In other text messages, Carter, who was then 17, expressed frustration when Roy didn't kill himself or showed doubts about it. She asked him when he was going to kill himself more than 40 times, according to evidence presented in court.

Prosecutors said that Carter used Roy as a "pawn in her sick game of life and death" and wanted to be a "grieving girlfriend" to gain her peers' attention and sympathy.

But Carter's lawyers argue that Roy's suicide was his choice and that Carter, being 30 miles away when he killed himself, did not cause his death.

Her defense also called a controversial psychiatrist, Dr. Peter Breggin, to testify that Carter was "involuntarily intoxicated" by antidepressants when she urged Roy to kill himself.

"This life has been too challenging and troublesome to me but I'll forever be in your heart and we will meet up someday in Heaven," Roy wrote to Carter in his note.

Roy and Carter often discussed going to heaven in their text messages. In his testimony on Monday, Dr. Breggin said that Carter became "grandiose" and "delusional" because of the antidepressants she was on.

The “grandiosity” led Cater to decide that she could help Roy die as painlessly as possible, that she would help him go to heaven, and help his family through his death, according to Breggin.

“She’s found the way to use her unique power to help her boyfriend,” Breggin said. “She’s going ahead and going to help him do it better...and to reassure him that he was going to heaven.”

Here are some of the text messages Carter sent Roy before his death:

Carter: "Well are you gonna do it tonight or not?"
Roy: "Yeah."
Carter: "Well, it's getting late. Let me know when. I don't want to fall asleep. You have to do it soon though if you don't want anyone to find you in the morning."

Carter: "Are you gonna do it tonight?
Roy: "I'm gonna try."
Carter: "How hard are you gonna try?"
Roy: "Hard."

Roy: "How was your day?"
Carter: "When are you doing it?"

Roy: "What if the suffocation doesn't work?"
Carter: "Well how bad do you want it? Because if you want it bad, you should succeed."

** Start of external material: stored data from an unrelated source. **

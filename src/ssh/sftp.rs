//! SFTP download
//!
//! Runs the `sftp` subsystem on a session channel and streams a remote file
//! to local disk.

use std::path::Path;

use russh_sftp::client::SftpSession;
use tokio::io::{AsyncRead, AsyncWriteExt};
use tracing::{debug, info};

use super::connection::SshConnection;
use crate::error::{JmsToolError, Result};

/// SFTP session over an authenticated connection
pub struct SftpClient {
    session: SftpSession,
}

impl SftpClient {
    /// Start the `sftp` subsystem
    ///
    /// The server must have an sftp subsystem configured (`Subsystem sftp ...`
    /// in sshd_config).
    pub async fn open(connection: &SshConnection) -> Result<Self> {
        let channel = connection.open_channel().await?;
        channel
            .request_subsystem(true, "sftp")
            .await
            .map_err(|e| JmsToolError::sftp(format!("sftp subsystem request failed: {}", e)))?;

        let session = SftpSession::new(channel.into_stream())
            .await
            .map_err(|e| JmsToolError::sftp(format!("sftpClient failed: {}", e)))?;
        debug!("sftp session established");

        Ok(Self { session })
    }

    /// Download `remote_path` into `local_path`, returning the byte count
    pub async fn download(&self, remote_path: &str, local_path: &Path) -> Result<u64> {
        let remote_file = self
            .session
            .open(remote_path)
            .await
            .map_err(|e| JmsToolError::sftp(format!("Open failed: {}", e)))?;

        let copied = save_stream(remote_file, local_path).await?;
        info!(
            "Download file {} to {} success ({} bytes)",
            remote_path,
            local_path.display(),
            copied
        );
        Ok(copied)
    }

    /// End the SFTP session
    pub async fn close(self) {
        if let Err(e) = self.session.close().await {
            debug!("sftp close: {}", e);
        }
    }
}

/// Stream `reader` into a newly created file at `local_path`
pub async fn save_stream<R>(reader: R, local_path: &Path) -> Result<u64>
where
    R: AsyncRead + Unpin,
{
    let mut reader = reader;
    let mut local_file = tokio::fs::File::create(local_path).await.map_err(|e| {
        JmsToolError::sftp(format!("Create failed: {}: {}", local_path.display(), e))
    })?;

    let copied = tokio::io::copy(&mut reader, &mut local_file)
        .await
        .map_err(|e| JmsToolError::sftp(format!("Copy file failed: {}", e)))?;
    local_file.flush().await?;

    Ok(copied)
}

Carter: "I thought you really wanted to die but apparently you don't. I feel played and just stupid."

"I wish I could express my gratitude but I feel braindead," Roy wrote in the note to Carter.

He encouraged her to "keep strong in tough times, to "keep pushing forward, and to keep "your chin held up high."

Roy also told Carter to take "anything from my room" as a memento and to listen to "our songs" and "remember me."

"Let the light guide you. I ❤️ you," he wrote.

Exactly a month before he killed himself, Roy recorded a video where he talked about his struggles with social anxiety and depression, and expressed his desire to overcome them.

"I’m introverted, I'm nice and caring ... there's some benefits," Roy said in the video. "I’m a nice kid. But its come to a point where I’m just … too nice."